Collected data:

§

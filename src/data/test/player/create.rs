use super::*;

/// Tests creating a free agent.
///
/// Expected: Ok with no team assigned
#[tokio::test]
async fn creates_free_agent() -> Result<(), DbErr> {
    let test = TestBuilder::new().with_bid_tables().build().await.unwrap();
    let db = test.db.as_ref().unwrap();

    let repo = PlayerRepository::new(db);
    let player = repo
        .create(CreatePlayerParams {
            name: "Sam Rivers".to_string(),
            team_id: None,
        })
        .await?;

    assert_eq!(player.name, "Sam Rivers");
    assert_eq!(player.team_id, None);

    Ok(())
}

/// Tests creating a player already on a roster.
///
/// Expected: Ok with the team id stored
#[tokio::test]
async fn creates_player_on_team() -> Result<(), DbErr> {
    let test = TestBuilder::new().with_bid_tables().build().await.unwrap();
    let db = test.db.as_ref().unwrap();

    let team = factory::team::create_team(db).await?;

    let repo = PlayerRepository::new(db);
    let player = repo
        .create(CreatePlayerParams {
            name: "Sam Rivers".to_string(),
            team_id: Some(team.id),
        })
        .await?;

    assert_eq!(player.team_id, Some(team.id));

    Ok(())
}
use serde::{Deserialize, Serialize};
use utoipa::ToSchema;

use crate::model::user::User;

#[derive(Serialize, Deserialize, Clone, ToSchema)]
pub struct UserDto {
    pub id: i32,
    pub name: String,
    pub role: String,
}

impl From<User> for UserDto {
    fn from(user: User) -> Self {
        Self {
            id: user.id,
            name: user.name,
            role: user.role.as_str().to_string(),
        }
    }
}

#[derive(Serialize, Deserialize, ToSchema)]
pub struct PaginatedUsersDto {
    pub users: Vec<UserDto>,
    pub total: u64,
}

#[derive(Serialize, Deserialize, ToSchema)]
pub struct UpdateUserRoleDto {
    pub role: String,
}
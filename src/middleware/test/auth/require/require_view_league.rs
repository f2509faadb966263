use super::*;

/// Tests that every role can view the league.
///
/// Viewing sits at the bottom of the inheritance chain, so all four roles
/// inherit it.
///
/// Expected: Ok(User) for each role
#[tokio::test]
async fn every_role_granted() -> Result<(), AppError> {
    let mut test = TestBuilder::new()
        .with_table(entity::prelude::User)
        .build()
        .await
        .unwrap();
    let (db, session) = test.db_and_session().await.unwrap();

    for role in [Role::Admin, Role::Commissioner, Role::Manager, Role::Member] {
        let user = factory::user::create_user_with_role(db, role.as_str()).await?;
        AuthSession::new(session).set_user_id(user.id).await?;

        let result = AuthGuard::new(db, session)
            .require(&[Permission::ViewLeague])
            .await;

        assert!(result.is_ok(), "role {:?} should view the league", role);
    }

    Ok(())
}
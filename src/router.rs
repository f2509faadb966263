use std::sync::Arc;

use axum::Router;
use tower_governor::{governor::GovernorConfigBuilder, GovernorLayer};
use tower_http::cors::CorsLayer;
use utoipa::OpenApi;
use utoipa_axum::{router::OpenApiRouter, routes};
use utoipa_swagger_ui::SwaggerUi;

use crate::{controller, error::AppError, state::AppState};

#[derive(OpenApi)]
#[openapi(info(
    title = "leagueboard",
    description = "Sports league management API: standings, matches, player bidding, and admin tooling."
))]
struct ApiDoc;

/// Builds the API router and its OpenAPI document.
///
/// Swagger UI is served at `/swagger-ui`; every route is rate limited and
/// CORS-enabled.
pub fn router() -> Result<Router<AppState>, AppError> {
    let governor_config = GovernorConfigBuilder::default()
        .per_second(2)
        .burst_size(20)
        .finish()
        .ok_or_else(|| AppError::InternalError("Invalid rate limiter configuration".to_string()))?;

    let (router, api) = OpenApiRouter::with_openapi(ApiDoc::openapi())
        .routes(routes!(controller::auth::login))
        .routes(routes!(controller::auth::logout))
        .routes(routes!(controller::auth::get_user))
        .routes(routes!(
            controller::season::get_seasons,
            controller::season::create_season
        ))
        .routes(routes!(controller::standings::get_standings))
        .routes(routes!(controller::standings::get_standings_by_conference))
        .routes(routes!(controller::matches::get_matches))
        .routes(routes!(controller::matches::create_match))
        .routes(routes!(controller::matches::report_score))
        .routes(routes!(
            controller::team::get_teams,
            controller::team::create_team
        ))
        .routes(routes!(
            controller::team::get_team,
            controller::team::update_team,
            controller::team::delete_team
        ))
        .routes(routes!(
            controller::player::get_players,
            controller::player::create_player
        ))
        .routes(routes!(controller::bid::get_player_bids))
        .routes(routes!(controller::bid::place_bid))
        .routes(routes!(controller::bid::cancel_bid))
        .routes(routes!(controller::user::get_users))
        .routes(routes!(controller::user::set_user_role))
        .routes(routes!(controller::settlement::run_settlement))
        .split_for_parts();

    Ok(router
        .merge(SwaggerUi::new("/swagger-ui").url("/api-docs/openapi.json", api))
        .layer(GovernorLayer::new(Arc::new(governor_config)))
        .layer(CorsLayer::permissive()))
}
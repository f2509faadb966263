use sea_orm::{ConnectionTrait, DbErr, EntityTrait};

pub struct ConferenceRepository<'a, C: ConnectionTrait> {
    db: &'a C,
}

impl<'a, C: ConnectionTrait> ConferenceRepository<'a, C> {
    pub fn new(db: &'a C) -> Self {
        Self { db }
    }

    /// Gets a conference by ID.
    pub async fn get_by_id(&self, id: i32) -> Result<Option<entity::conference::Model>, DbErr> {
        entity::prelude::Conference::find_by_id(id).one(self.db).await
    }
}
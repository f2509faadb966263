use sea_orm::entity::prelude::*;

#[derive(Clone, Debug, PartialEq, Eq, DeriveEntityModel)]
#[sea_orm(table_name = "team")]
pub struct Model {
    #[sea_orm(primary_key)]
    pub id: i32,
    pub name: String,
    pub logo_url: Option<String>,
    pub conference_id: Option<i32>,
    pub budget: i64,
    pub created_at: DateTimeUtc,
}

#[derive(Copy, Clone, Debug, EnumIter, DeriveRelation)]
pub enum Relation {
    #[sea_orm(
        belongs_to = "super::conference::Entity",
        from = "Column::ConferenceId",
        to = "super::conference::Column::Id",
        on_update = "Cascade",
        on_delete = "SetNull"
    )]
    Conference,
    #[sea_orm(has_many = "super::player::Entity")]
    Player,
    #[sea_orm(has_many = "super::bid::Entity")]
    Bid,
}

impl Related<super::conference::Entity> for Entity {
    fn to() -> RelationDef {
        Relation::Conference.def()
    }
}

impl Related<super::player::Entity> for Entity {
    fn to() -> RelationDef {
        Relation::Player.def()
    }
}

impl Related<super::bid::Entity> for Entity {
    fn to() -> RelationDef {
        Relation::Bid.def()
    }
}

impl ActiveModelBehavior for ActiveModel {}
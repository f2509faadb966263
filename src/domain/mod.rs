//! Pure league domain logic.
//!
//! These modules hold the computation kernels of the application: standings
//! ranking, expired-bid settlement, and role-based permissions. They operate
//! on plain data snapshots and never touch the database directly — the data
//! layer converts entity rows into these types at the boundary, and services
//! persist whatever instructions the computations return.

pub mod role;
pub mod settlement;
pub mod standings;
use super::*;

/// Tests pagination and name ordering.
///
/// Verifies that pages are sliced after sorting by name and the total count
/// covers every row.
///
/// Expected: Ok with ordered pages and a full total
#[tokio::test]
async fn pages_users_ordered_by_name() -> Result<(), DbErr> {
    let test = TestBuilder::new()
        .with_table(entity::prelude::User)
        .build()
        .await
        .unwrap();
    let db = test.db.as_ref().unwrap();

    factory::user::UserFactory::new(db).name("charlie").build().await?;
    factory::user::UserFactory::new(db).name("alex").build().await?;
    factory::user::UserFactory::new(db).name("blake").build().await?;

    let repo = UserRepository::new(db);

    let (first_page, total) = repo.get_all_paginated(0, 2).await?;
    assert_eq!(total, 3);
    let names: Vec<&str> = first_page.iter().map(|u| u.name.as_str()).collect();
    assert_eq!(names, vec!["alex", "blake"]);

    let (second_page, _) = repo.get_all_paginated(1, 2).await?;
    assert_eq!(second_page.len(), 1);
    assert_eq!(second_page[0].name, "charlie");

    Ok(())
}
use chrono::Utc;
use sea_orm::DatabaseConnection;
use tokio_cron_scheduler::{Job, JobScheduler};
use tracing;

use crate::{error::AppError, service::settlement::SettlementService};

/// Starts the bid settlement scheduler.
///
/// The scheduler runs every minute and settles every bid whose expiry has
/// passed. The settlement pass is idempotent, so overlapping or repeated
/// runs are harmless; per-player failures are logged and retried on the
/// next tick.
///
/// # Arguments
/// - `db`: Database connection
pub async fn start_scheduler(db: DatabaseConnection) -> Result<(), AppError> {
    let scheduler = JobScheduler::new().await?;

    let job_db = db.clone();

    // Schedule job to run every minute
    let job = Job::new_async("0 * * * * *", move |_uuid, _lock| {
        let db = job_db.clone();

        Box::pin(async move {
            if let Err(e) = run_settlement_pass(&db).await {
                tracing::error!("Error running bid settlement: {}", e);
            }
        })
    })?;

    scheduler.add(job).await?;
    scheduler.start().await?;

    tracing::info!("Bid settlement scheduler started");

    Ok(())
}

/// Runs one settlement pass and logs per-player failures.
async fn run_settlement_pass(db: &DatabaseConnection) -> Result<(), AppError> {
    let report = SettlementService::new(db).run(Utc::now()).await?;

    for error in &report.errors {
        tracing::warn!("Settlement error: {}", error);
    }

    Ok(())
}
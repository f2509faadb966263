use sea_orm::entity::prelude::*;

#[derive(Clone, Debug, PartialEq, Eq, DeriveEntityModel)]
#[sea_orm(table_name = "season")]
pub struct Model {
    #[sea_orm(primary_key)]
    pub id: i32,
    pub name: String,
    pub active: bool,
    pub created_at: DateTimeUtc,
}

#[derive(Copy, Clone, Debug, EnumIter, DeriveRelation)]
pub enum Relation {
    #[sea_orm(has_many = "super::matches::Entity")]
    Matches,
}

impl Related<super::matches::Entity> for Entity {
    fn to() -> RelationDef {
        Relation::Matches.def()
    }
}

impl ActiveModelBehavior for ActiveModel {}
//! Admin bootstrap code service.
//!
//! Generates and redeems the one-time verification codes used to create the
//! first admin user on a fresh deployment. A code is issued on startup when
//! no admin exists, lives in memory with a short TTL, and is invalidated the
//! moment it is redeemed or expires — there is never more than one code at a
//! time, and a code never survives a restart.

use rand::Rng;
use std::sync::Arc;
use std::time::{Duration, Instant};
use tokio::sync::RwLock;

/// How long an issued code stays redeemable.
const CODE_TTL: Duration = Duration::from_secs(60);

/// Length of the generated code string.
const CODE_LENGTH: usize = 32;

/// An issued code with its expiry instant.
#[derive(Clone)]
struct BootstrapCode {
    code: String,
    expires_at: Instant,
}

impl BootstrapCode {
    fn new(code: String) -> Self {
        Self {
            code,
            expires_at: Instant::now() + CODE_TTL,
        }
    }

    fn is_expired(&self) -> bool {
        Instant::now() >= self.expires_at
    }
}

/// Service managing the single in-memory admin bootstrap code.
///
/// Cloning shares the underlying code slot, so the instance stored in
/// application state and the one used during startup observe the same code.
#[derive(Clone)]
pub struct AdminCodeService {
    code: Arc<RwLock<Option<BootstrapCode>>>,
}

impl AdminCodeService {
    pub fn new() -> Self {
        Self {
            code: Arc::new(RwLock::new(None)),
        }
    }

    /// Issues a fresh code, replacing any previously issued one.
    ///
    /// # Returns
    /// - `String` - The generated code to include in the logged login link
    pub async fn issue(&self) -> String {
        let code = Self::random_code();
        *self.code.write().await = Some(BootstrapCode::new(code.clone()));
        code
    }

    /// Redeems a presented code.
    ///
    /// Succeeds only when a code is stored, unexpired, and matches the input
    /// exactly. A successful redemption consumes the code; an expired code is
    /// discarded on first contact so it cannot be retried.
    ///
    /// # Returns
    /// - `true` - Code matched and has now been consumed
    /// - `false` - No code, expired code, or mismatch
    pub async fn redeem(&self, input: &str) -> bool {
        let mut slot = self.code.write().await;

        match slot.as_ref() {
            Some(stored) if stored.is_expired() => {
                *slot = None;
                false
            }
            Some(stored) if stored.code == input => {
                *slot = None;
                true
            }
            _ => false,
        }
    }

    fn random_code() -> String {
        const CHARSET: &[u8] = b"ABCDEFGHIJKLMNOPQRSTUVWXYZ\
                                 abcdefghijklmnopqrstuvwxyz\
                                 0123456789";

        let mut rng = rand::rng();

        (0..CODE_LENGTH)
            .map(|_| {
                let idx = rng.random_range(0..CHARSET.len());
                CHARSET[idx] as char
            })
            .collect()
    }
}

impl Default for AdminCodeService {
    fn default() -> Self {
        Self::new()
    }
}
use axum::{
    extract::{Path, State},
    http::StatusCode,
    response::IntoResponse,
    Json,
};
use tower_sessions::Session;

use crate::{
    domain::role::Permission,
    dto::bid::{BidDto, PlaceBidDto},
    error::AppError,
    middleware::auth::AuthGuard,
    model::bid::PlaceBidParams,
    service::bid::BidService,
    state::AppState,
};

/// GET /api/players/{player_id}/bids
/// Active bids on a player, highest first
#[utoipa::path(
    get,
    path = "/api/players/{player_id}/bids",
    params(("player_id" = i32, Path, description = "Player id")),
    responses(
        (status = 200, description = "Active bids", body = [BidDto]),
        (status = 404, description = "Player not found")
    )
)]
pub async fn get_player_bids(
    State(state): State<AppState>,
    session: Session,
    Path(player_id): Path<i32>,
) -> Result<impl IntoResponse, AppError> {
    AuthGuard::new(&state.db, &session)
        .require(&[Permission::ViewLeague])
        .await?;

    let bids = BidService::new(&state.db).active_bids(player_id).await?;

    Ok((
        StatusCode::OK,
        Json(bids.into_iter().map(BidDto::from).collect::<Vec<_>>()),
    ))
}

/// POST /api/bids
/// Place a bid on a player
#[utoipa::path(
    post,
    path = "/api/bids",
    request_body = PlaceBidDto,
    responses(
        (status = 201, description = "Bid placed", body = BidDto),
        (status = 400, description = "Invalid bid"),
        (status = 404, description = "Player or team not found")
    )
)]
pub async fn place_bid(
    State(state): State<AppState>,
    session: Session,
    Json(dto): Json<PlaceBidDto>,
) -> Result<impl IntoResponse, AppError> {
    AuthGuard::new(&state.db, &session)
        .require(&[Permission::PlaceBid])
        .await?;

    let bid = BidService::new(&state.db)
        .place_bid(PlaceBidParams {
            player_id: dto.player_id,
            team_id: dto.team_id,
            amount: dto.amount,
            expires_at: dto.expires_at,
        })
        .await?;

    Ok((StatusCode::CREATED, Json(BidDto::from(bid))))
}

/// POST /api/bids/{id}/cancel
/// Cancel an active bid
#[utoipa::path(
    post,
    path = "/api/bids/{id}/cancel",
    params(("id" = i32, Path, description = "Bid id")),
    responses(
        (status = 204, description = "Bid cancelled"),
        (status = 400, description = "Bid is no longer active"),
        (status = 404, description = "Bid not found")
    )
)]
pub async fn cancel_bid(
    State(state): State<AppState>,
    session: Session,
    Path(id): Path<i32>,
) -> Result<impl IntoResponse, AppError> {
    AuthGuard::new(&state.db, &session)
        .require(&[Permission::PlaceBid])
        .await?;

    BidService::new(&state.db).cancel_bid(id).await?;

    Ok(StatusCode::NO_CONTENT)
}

§

Description of the task: For the word "retried", count the lines of the records that contain it and give only the number.

Output of the exercise: 2